Print out the data below with every line intact.

### AVAILABLE DATA
———

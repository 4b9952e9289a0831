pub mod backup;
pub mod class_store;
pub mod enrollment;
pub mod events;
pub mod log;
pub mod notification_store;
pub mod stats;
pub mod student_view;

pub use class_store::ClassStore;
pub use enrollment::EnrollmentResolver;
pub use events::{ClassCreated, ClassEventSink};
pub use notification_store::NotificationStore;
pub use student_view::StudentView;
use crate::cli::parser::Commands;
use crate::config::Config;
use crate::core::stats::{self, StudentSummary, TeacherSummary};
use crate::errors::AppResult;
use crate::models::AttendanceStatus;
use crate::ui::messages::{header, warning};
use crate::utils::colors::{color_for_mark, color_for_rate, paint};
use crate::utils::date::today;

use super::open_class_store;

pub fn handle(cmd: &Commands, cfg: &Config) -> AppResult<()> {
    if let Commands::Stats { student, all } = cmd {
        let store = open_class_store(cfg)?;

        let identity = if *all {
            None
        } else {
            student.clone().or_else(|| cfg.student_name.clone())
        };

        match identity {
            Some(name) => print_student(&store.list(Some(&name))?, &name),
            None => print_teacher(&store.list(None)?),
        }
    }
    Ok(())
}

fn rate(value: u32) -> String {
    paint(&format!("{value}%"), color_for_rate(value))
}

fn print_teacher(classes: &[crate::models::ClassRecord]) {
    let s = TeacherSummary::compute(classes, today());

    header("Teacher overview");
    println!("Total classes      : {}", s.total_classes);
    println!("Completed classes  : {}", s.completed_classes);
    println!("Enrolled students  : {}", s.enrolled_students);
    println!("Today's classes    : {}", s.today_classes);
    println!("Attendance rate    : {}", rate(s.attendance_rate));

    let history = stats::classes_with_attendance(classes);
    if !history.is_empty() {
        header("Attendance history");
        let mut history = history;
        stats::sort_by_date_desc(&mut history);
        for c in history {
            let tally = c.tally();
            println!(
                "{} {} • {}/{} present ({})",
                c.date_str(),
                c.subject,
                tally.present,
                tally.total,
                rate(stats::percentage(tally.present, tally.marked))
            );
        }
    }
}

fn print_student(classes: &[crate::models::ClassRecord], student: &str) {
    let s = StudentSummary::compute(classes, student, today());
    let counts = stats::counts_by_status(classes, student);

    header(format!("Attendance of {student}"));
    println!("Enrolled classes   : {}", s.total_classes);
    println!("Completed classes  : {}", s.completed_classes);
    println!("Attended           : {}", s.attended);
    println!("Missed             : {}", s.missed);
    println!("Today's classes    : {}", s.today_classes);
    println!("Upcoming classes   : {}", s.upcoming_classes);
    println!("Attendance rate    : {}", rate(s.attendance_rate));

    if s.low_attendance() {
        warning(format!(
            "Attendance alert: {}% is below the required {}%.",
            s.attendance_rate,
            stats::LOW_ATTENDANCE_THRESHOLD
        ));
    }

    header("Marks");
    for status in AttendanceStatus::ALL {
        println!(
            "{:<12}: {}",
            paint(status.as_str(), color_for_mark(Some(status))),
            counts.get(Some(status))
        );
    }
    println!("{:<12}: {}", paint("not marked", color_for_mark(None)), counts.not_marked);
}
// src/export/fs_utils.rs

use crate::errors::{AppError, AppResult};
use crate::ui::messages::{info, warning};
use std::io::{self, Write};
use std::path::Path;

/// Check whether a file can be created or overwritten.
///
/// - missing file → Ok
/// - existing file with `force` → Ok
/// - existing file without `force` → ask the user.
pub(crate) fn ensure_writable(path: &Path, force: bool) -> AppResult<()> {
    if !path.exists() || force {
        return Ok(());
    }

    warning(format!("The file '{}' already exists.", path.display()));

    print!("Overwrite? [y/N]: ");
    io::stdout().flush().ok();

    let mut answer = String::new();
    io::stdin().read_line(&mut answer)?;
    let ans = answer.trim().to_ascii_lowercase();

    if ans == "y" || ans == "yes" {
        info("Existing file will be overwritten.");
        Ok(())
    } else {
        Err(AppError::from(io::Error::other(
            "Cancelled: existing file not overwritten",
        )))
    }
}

———

### YOUR SOLUTION
repository 4b9952e9289a0831
pub mod backup;
pub mod class_store;
pub mod enrollment;
pub mod events;
pub mod log;
pub mod notification_store;
pub mod stats;
pub mod student_view;

pub use class_store::ClassStore;
pub use enrollment::EnrollmentResolver;
pub use events::{ClassCreated, ClassEventSink};
pub use notification_store::NotificationStore;
pub use student_view::StudentView;
use crate::cli::parser::Commands;
use crate::config::Config;
use crate::core::stats::{self, StudentSummary, TeacherSummary};
use crate::errors::AppResult;
use crate::models::AttendanceStatus;
use crate::ui::messages::{header, warning};
use crate::utils::colors::{color_for_mark, color_for_rate, paint};
use crate::utils::date::today;

use super::open_class_store;

pub fn handle(cmd: &Commands, cfg: &Config) -> AppResult<()> {
    if let Commands::Stats { student, all } = cmd {
        let store = open_class_store(cfg)?;

        let identity = if *all {
            None
        } else {
            student.clone().or_else(|| cfg.student_name.clone())
        };

        match identity {
            Some(name) => print_student(&store.list(Some(&name))?, &name),
            None => print_teacher(&store.list(None)?),
        }
    }
    Ok(())
}

fn rate(value: u32) -> String {
    paint(&format!("{value}%"), color_for_rate(value))
}

fn print_teacher(classes: &[crate::models::ClassRecord]) {
    let s = TeacherSummary::compute(classes, today());

    header("Teacher overview");
    println!("Total classes      : {}", s.total_classes);
    println!("Completed classes  : {}", s.completed_classes);
    println!("Enrolled students  : {}", s.enrolled_students);
    println!("Today's classes    : {}", s.today_classes);
    println!("Attendance rate    : {}", rate(s.attendance_rate));

    let history = stats::classes_with_attendance(classes);
    if !history.is_empty() {
        header("Attendance history");
        let mut history = history;
        stats::sort_by_date_desc(&mut history);
        for c in history {
            let tally = c.tally();
            println!(
                "{} {} • {}/{} present ({})",
                c.date_str(),
                c.subject,
                tally.present,
                tally.total,
                rate(stats::percentage(tally.present, tally.marked))
            );
        }
    }
}

fn print_student(classes: &[crate::models::ClassRecord], student: &str) {
    let s = StudentSummary::compute(classes, student, today());
    let counts = stats::counts_by_status(classes, student);

    header(format!("Attendance of {student}"));
    println!("Enrolled classes   : {}", s.total_classes);
    println!("Completed classes  : {}", s.completed_classes);
    println!("Attended           : {}", s.attended);
    println!("Missed             : {}", s.missed);
    println!("Today's classes    : {}", s.today_classes);
    println!("Upcoming classes   : {}", s.upcoming_classes);
    println!("Attendance rate    : {}", rate(s.attendance_rate));

    if s.low_attendance() {
        warning(format!(
            "Attendance alert: {}% is below the required {}%.",
            s.attendance_rate,
            stats::LOW_ATTENDANCE_THRESHOLD
        ));
    }

    header("Marks");
    for status in AttendanceStatus::ALL {
        println!(
            "{:<12}: {}",
            paint(status.as_str(), color_for_mark(Some(status))),
            counts.get(Some(status))
        );
    }
    println!("{:<12}: {}", paint("not marked", color_for_mark(None)), counts.not_marked);
}
// src/export/fs_utils.rs

use crate::errors::{AppError, AppResult};
use crate::ui::messages::{info, warning};
use std::io::{self, Write};
use std::path::Path;

/// Check whether a file can be created or overwritten.
///
/// - missing file → Ok
/// - existing file with `force` → Ok
/// - existing file without `force` → ask the user.
pub(crate) fn ensure_writable(path: &Path, force: bool) -> AppResult<()> {
    if !path.exists() || force {
        return Ok(());
    }

    warning(format!("The file '{}' already exists.", path.display()));

    print!("Overwrite? [y/N]: ");
    io::stdout().flush().ok();

    let mut answer = String::new();
    io::stdin().read_line(&mut answer)?;
    let ans = answer.trim().to_ascii_lowercase();

    if ans == "y" || ans == "yes" {
        info("Existing file will be overwritten.");
        Ok(())
    } else {
        Err(AppError::from(io::Error::other(
            "Cancelled: existing file not overwritten",
        )))
    }
}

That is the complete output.